╔══
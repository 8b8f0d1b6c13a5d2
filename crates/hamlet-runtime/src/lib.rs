//! Hamlet Runtime - Orchestration layer for the Hamlet gateway client.
//!
//! This crate provides:
//! - Runtime orchestration ([`HamletRuntime`]): plugin loading, the event
//!   loop and graceful shutdown
//! - Layered configuration ([`ConfigLoader`]) and secret lookup ([`Secrets`])
//! - Logging configuration ([`LoggingBuilder`])
//!
//! ```ignore
//! use hamlet_runtime::{HamletRuntime, Secrets, load_config};
//!
//! #[tokio::main]
//! async fn main() -> anyhow::Result<()> {
//!     let config = load_config()?;
//!     let secrets = Secrets::from_env(&config)?;
//!
//!     let runtime = HamletRuntime::builder()
//!         .config(config)
//!         .platform(platform_from(&secrets))
//!         .completion(completion_from(&secrets))
//!         .build()?;
//!
//!     // Run until Ctrl+C
//!     runtime.run().await?;
//!     Ok(())
//! }
//! ```

pub mod config;
pub mod error;
pub mod logging;
pub mod runtime;

// Re-exports
pub use config::{
    ConfigError, ConfigLoader, ConfigResult, HamletConfig, LlmConfig, LogFormat, LogLevel,
    LogOutput, LoggingConfig, PlatformConfig, PluginsConfig, Secrets, load_config,
    load_config_from_file,
};
pub use error::{RuntimeError, RuntimeResult};
pub use logging::LoggingBuilder;
pub use runtime::{HamletRuntime, RuntimeBuilder, StopReason};

// Re-export tracing for use by other crates
pub use tracing;

/// Prelude module for convenient imports.
///
/// This provides all the commonly used logging macros:
/// - `trace!`, `debug!`, `info!`, `warn!`, `error!`
/// - `instrument` attribute
pub mod prelude {
    pub use tracing::{Level, debug, error, info, instrument, trace, warn};
}
//! Slash-command interactions.

use std::future::Future;
use std::sync::Arc;
use std::sync::atomic::{AtomicBool, Ordering};
use std::time::Duration;

use async_trait::async_trait;
use hamlet_core::{ApiError, ApiResult, Interaction, Reply};
use serenity::all::{
    CommandInteraction, CreateInteractionResponse, CreateInteractionResponseFollowup,
    CreateInteractionResponseMessage,
};
use serenity::http::Http;
use tracing::trace;

/// Maps a serenity error onto the platform-neutral [`ApiError`].
pub(crate) fn api_error(err: serenity::Error) -> ApiError {
    match err {
        serenity::Error::Http(e) => ApiError::Rejected(e.to_string()),
        serenity::Error::Gateway(_) => ApiError::NotConnected,
        other => ApiError::Other(other.to_string()),
    }
}

/// Discord drops an interaction that has no initial response after 3 seconds.
const RESPONSE_DEADLINE: Duration = Duration::from_secs(3);

async fn within<T>(
    deadline: Duration,
    call: impl Future<Output = serenity::Result<T>>,
) -> ApiResult<T> {
    match tokio::time::timeout(deadline, call).await {
        Ok(result) => result.map_err(api_error),
        Err(_) => Err(ApiError::Timeout),
    }
}

/// A chat-input command invocation.
///
/// Tracks whether the interaction has been answered so the command path can
/// choose between a reply and a follow-up.
pub struct DiscordInteraction {
    http: Arc<Http>,
    command: CommandInteraction,
    replied: AtomicBool,
    deferred: AtomicBool,
}

impl DiscordInteraction {
    pub fn new(http: Arc<Http>, command: CommandInteraction) -> Self {
        Self {
            http,
            command,
            replied: AtomicBool::new(false),
            deferred: AtomicBool::new(false),
        }
    }

    /// The underlying serenity interaction.
    pub fn inner(&self) -> &CommandInteraction {
        &self.command
    }

    fn acknowledged(&self) -> bool {
        self.replied() || self.deferred()
    }
}

#[async_trait]
impl Interaction for DiscordInteraction {
    fn command_name(&self) -> &str {
        &self.command.data.name
    }

    fn user_tag(&self) -> String {
        self.command.user.tag()
    }

    fn replied(&self) -> bool {
        self.replied.load(Ordering::Acquire)
    }

    fn deferred(&self) -> bool {
        self.deferred.load(Ordering::Acquire)
    }

    async fn reply(&self, reply: Reply) -> ApiResult<()> {
        if self.acknowledged() {
            return Err(ApiError::AlreadyAcknowledged);
        }
        let message = CreateInteractionResponseMessage::new()
            .content(reply.content)
            .ephemeral(reply.ephemeral);
        let response = CreateInteractionResponse::Message(message);
        within(
            RESPONSE_DEADLINE,
            self.command.create_response(&self.http, response),
        )
        .await?;
        self.replied.store(true, Ordering::Release);
        trace!(command = %self.command.data.name, "Interaction replied");
        Ok(())
    }

    async fn defer(&self, ephemeral: bool) -> ApiResult<()> {
        if self.acknowledged() {
            return Err(ApiError::AlreadyAcknowledged);
        }
        if ephemeral {
            within(RESPONSE_DEADLINE, self.command.defer_ephemeral(&self.http)).await?;
        } else {
            within(RESPONSE_DEADLINE, self.command.defer(&self.http)).await?;
        }
        self.deferred.store(true, Ordering::Release);
        Ok(())
    }

    async fn follow_up(&self, reply: Reply) -> ApiResult<()> {
        if !self.acknowledged() {
            return Err(ApiError::Other(
                "cannot follow up an interaction that was never acknowledged".into(),
            ));
        }
        let followup = CreateInteractionResponseFollowup::new()
            .content(reply.content)
            .ephemeral(reply.ephemeral);
        self.command
            .create_followup(&self.http, followup)
            .await
            .map_err(api_error)?;
        Ok(())
    }
}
╚══
YOUR INSTRUCTIONS:
Pull every line containing the word "This" out of the listing.

REPLY TO THE EXERCISE:
//! This crate provides:
/// This provides all the commonly used logging macros:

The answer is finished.